Supposedly sexually liberated female students: Do you understand that when RB seduces your boyfriend or your husband (even on your honeymoon that you planned to spend together at Apollo/Isis) from you–you who would purport to have ‘the heart and stomach of a king’–with mere material bribes and empty promises of heaven, that aside from the grand ego trip he enjoys for himself–and the emasculation of your supposedly ‘strong’ ‘significant other’, that RB does not LOVE you in any way whatsoever, but is in fact displaying the most profound disrespect and disregard for you and your existence? How’s that for women’s liberation? But no, you may think it’s all right. You may bask in it. Or you may push it below where it can’t hurt you. One lovely student I knew, when I had got up enough courage to ask her how she felt about what her husband was doing (he was a long-time traveller with RB), abruptly replied: “We don’t discuss it”. A couple of years later she had a serious nervous breakdown. That’s what keeps it rolling along. Either do not discuss it or convince oneself that it is acceptable, or–much better–that it is noble, beautiful, ‘conscious love’. If that interpretation is what really pleases you, go ahead. But obviously, I don’t recommend it. Nor do I tolerate it.

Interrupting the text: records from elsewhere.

//! # Error Taxonomy
//!
//! Every failure the transport can surface, classified by blast radius:
//! per-packet errors are absorbed where they occur, per-product errors
//! terminate that product, per-connection errors terminate that worker,
//! and only construction and `stop()` report fatally.

use std::io;
use thiserror::Error;

/// Convenience alias used throughout the crate.
pub type Result<T> = std::result::Result<T, TransportError>;

/// Transport-level error taxonomy.
#[derive(Debug, Error)]
pub enum TransportError {
    /// Header bytes failed validation; the packet is discarded.
    #[error("malformed header: {0}")]
    MalformedHeader(&'static str),

    /// Recoverable socket error; the operation should be retried.
    #[error("transient i/o error: {0}")]
    TransientIo(#[source] io::Error),

    /// The peer closed the connection or the socket failed fatally.
    #[error("peer gone: {0}")]
    PeerGone(#[source] io::Error),

    /// A control message referred to a product that is not (or is no
    /// longer) in the metadata store.
    #[error("unknown product {0}")]
    ProductUnknown(u32),

    /// Writing to a product's backing storage failed; the product is
    /// marked failed and a missed notification is issued.
    #[error("backing store i/o error: {0}")]
    BackingIoFatal(#[source] io::Error),

    /// A product exceeds the 32-bit byte-offset sequence space.
    #[error("product of {0} bytes exceeds the u32 offset space")]
    ProductTooLarge(u64),

    /// The request queue was cancelled.
    #[error("request queue cancelled")]
    Cancelled,

    /// Rejected configuration; raised at construction only.
    #[error("invalid configuration: {0}")]
    ConfigInvalid(String),
}

impl TransportError {
    /// Classify a socket error: interrupted/would-block reads are
    /// transient, everything that means the peer went away is `PeerGone`.
    pub fn from_socket(err: io::Error) -> Self {
        match err.kind() {
            io::ErrorKind::Interrupted | io::ErrorKind::WouldBlock | io::ErrorKind::TimedOut => {
                TransportError::TransientIo(err)
            }
            io::ErrorKind::UnexpectedEof
            | io::ErrorKind::ConnectionReset
            | io::ErrorKind::ConnectionAborted
            | io::ErrorKind::BrokenPipe
            | io::ErrorKind::NotConnected => TransportError::PeerGone(err),
            _ => TransportError::PeerGone(err),
        }
    }

    /// True if the operation may simply be retried.
    pub fn is_transient(&self) -> bool {
        matches!(self, TransportError::TransientIo(_))
    }
}
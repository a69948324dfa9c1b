//! # Fanout Receiver Daemon
//!
//! Joins the multicast group, assembles incoming products into a
//! directory, and logs every product lifecycle event until interrupted.
//!
//! ## Usage
//!
//! ```bash
//! # Receive into ./incoming from the default group
//! fanout-receiver --sender-host 10.0.0.2 --output-dir incoming
//!
//! # Simulate 5% packet loss to exercise the repair path
//! fanout-receiver --sender-host 10.0.0.2 --loss-per-mille 50
//!
//! # Load endpoint settings from a TOML file
//! fanout-receiver --config receiver.toml
//! ```

use std::net::Ipv4Addr;
use std::path::PathBuf;
use std::sync::atomic::{AtomicBool, Ordering};
use std::sync::Arc;
use std::time::Duration;

use anyhow::Context;
use clap::Parser;
use fanout_transport::{BatchedNotifier, ProductEvent, Receiver, ReceiverConfig};

#[derive(Debug, Parser)]
#[command(name = "fanout-receiver", about = "Fanout multicast receiver daemon")]
struct Args {
    /// TOML file with a full receiver configuration; flags below are
    /// ignored when set.
    #[arg(long)]
    config: Option<PathBuf>,

    /// IPv4 multicast group address.
    #[arg(long, default_value = "239.0.0.1")]
    group: Ipv4Addr,

    /// Multicast UDP port.
    #[arg(long, default_value_t = 5001)]
    port: u16,

    /// Host of the sender's back-channel server.
    #[arg(long, default_value = "127.0.0.1")]
    sender_host: String,

    /// Port of the sender's back-channel server.
    #[arg(long, default_value_t = 5002)]
    sender_port: u16,

    /// Interface address for the IGMP join.
    #[arg(long, default_value = "0.0.0.0")]
    interface: Ipv4Addr,

    /// Directory products are written into.
    #[arg(long, default_value = ".")]
    output_dir: PathBuf,

    /// Simulated DATA loss in per mille (testing aid).
    #[arg(long, default_value_t = 0)]
    loss_per_mille: u16,
}

fn main() -> anyhow::Result<()> {
    tracing_subscriber::fmt()
        .with_env_filter(
            tracing_subscriber::EnvFilter::try_from_default_env()
                .unwrap_or_else(|_| tracing_subscriber::EnvFilter::new("info")),
        )
        .with_target(true)
        .compact()
        .init();

    let args = Args::parse();

    let config = match &args.config {
        Some(path) => {
            let raw = std::fs::read_to_string(path)
                .with_context(|| format!("reading {}", path.display()))?;
            toml::from_str(&raw).with_context(|| format!("parsing {}", path.display()))?
        }
        None => ReceiverConfig {
            multicast_addr: args.group,
            multicast_port: args.port,
            sender_host: args.sender_host.clone(),
            sender_port: args.sender_port,
            interface_ip: args.interface,
            simulated_loss_per_mille: args.loss_per_mille,
            receive_dir: args.output_dir.clone(),
            ..Default::default()
        },
    };

    std::fs::create_dir_all(&config.receive_dir)
        .with_context(|| format!("creating {}", config.receive_dir.display()))?;

    tracing::info!(
        group = %config.multicast_addr,
        port = config.multicast_port,
        sender = %format_args!("{}:{}", config.sender_host, config.sender_port),
        output = %config.receive_dir.display(),
        "fanout-receiver starting"
    );

    let notifier = BatchedNotifier::new();
    let events = notifier.events();
    let mut receiver = Receiver::start(config, Box::new(notifier))?;

    // ── Graceful shutdown ───────────────────────────────────────────────
    let running = Arc::new(AtomicBool::new(true));
    {
        let running = running.clone();
        ctrlc::set_handler(move || {
            running.store(false, Ordering::SeqCst);
        })?;
    }

    while running.load(Ordering::SeqCst) && receiver.is_running() {
        match events.remove_no_wait() {
            Some(ProductEvent::Begin(bop)) => {
                tracing::info!(
                    product_id = bop.product_id,
                    size = bop.size,
                    name = %bop.name,
                    "product starting"
                );
            }
            Some(ProductEvent::Complete(eop)) => {
                tracing::info!(
                    product_id = eop.product_id,
                    size = eop.size,
                    retx_packets = eop.retx_packets,
                    elapsed_ms = eop.elapsed.as_millis() as u64,
                    path = %eop.path.as_deref().unwrap_or_else(|| std::path::Path::new("-")).display(),
                    "product delivered"
                );
            }
            Some(ProductEvent::Missed(product_id)) => {
                tracing::warn!(product_id, "product missed");
            }
            None => std::thread::sleep(Duration::from_millis(100)),
        }
    }

    tracing::info!("shutting down");
    receiver.stop();
    println!("{}", serde_json::to_string_pretty(&receiver.stats())?);
    Ok(())
}
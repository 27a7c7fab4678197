use activity_feed::{FeedConfig, FileLogSource, HttpLogSource, LogSource, SessionStore, TeamId};
use clap::Args;
use std::path::PathBuf;

/// Where the feed reads its records from.
#[derive(Debug, Clone, Args)]
pub struct SourceArgs {
    /// Base URL of the backend API [env: ACTIVITY_FEED_API]
    #[arg(long)]
    pub api: Option<String>,

    /// Read records from a JSON file instead of the API
    #[arg(long, conflicts_with = "api")]
    pub file: Option<PathBuf>,

    /// Team to load; repeat to be able to switch between teams
    #[arg(long = "team")]
    pub teams: Vec<i64>,

    /// Session cookie forwarded to the API
    #[arg(long, env = "ACTIVITY_FEED_COOKIE", hide_env_values = true)]
    pub cookie: Option<String>,

    /// Entries revealed per page [env: ACTIVITY_FEED_PAGE_SIZE]
    #[arg(long)]
    pub page_size: Option<usize>,
}

impl SourceArgs {
    pub(crate) fn config(&self) -> FeedConfig {
        let mut config = FeedConfig::from_env();
        if let Some(api) = &self.api {
            config.api_base = api.clone();
        }
        if let Some(page_size) = self.page_size.filter(|size| *size > 0) {
            config.page_size = page_size;
        }
        config
    }

    pub(crate) fn session_store(&self, config: &FeedConfig) -> SessionStore {
        SessionStore::new(config.api_base.clone())
            .with_teams(self.teams.iter().copied().map(TeamId).collect())
            .with_cookie(self.cookie.clone())
    }

    /// Source for the store's current session.
    pub(crate) fn source(
        &self,
        config: &FeedConfig,
        store: &SessionStore,
    ) -> Box<dyn LogSource + Send> {
        match &self.file {
            Some(path) => Box::new(FileLogSource::new(path.clone())),
            None => Box::new(HttpLogSource::new(config, store.session().clone())),
        }
    }

    pub(crate) fn describe(&self, store: &SessionStore) -> String {
        match &self.file {
            Some(path) => path.display().to_string(),
            None => store.session().endpoint("logs"),
        }
    }
}
pub(crate) mod formatters;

 "Ill Never Tell" wrote on the Fellowship of Friends Discussion blog, November 23, 2007:
16 Janna [above]
Also, regarding: ‘I understand why. Because women are his immediate competitors when it comes to men.’ This very issue is the reason why certain women in the Fellowship of Friends were PERSECUTED FOR LIFE by Robert Earl Burton and his minions of flying monkeys. One of them you know personally, Janna. I do not name names so that the innocent are protected – which includes me not revealing who I am. But, just one transgression in this area of depriving Robert Earl Burton of his prey was sufficient to black list a woman for life; talk about account keeping – Robert Earl Burton is expert in this area and does it with secrecy – all the while imploring his followers to drop accounts (and their pants).

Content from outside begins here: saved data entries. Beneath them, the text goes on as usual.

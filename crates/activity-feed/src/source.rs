//! Where log records come from.

use crossbeam_channel::{bounded, Receiver};
use std::path::{Path, PathBuf};

use crate::config::FeedConfig;
use crate::entry::RawLogRecord;
use crate::error::{FeedError, Result};
use crate::feed::LoadTicket;
use crate::session::Session;

/// Header carrying the selected team to the backend.
pub const TEAM_HEADER: &str = "X-Team-Id";

/// Something that can produce the complete log collection of the current scope.
pub trait LogSource {
    fn fetch_logs(&self) -> Result<Vec<RawLogRecord>>;
}

impl<S: LogSource + ?Sized> LogSource for Box<S> {
    fn fetch_logs(&self) -> Result<Vec<RawLogRecord>> {
        (**self).fetch_logs()
    }
}

/// Fetches `GET {api_base}/logs` for the session's team.
pub struct HttpLogSource {
    agent: ureq::Agent,
    session: Session,
}

impl HttpLogSource {
    pub fn new(config: &FeedConfig, session: Session) -> Self {
        let agent: ureq::Agent = ureq::Agent::config_builder()
            .timeout_connect(Some(config.connect_timeout))
            .timeout_recv_response(Some(config.read_timeout))
            .timeout_recv_body(Some(config.read_timeout))
            .build()
            .into();
        Self { agent, session }
    }

    pub fn url(&self) -> String {
        self.session.endpoint("logs")
    }
}

impl LogSource for HttpLogSource {
    fn fetch_logs(&self) -> Result<Vec<RawLogRecord>> {
        let url = self.url();
        let mut request = self.agent.get(&url);
        if let Some(cookie) = &self.session.cookie {
            request = request.header("Cookie", cookie);
        }
        if let Some(team) = self.session.team {
            request = request.header(TEAM_HEADER, team.to_string());
        }

        tracing::debug!(url = %url, "fetching logs");
        let mut response = request.call().map_err(|e| FeedError::http(&url, e))?;
        let body = response
            .body_mut()
            .read_to_string()
            .map_err(|e| FeedError::http(&url, e))?;
        let records: Vec<RawLogRecord> = serde_json::from_str(&body)?;
        tracing::debug!(count = records.len(), "fetched logs");
        Ok(records)
    }
}

/// Reads records from a JSON file holding the body of a `GET /logs` response.
pub struct FileLogSource {
    path: PathBuf,
}

impl FileLogSource {
    pub fn new(path: impl Into<PathBuf>) -> Self {
        Self { path: path.into() }
    }

    pub fn path(&self) -> &Path {
        &self.path
    }
}

impl LogSource for FileLogSource {
    fn fetch_logs(&self) -> Result<Vec<RawLogRecord>> {
        read_records(&self.path)
    }
}

pub fn read_records(path: &Path) -> Result<Vec<RawLogRecord>> {
    let text = std::fs::read_to_string(path)?;
    Ok(serde_json::from_str(&text)?)
}

/// Result of one background load, tagged with the ticket it was started for.
#[derive(Debug)]
pub struct LoadOutcome {
    pub ticket: LoadTicket,
    pub result: Result<Vec<RawLogRecord>>,
}

/// Runs `source.fetch_logs()` on a worker thread. The outcome arrives on the
/// returned receiver exactly once; dropping the receiver discards it.
pub fn spawn_fetch<S>(source: S, ticket: LoadTicket) -> Result<Receiver<LoadOutcome>>
where
    S: LogSource + Send + 'static,
{
    let (tx, rx) = bounded(1);
    std::thread::Builder::new()
        .name("activity-feed-loader".into())
        .spawn(move || {
            let result = source.fetch_logs();
            // The receiver is gone when the load was abandoned.
            let _ = tx.send(LoadOutcome { ticket, result });
        })?;
    Ok(rx)
}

Don’t forget the beautiful soprano singer A. M. that Robert Earl Burton put out of the Fellowship of Friends when it was found out that she got into the harem – not just ruined for life, but all future possibilities of evolution (including beyond this lifetime) disrupted and/or denied (according to Fellowship of Friends doctrine) as punishment. And, this was regardless of how much Robert Earl Burton cherished her, long sought after, singing capabilities. [Such singing capability has not appreciably been seen in the Fellowship of Friends since then, except on rare occasions (and at considerable expense), as a sort of Karmic debt incurred.]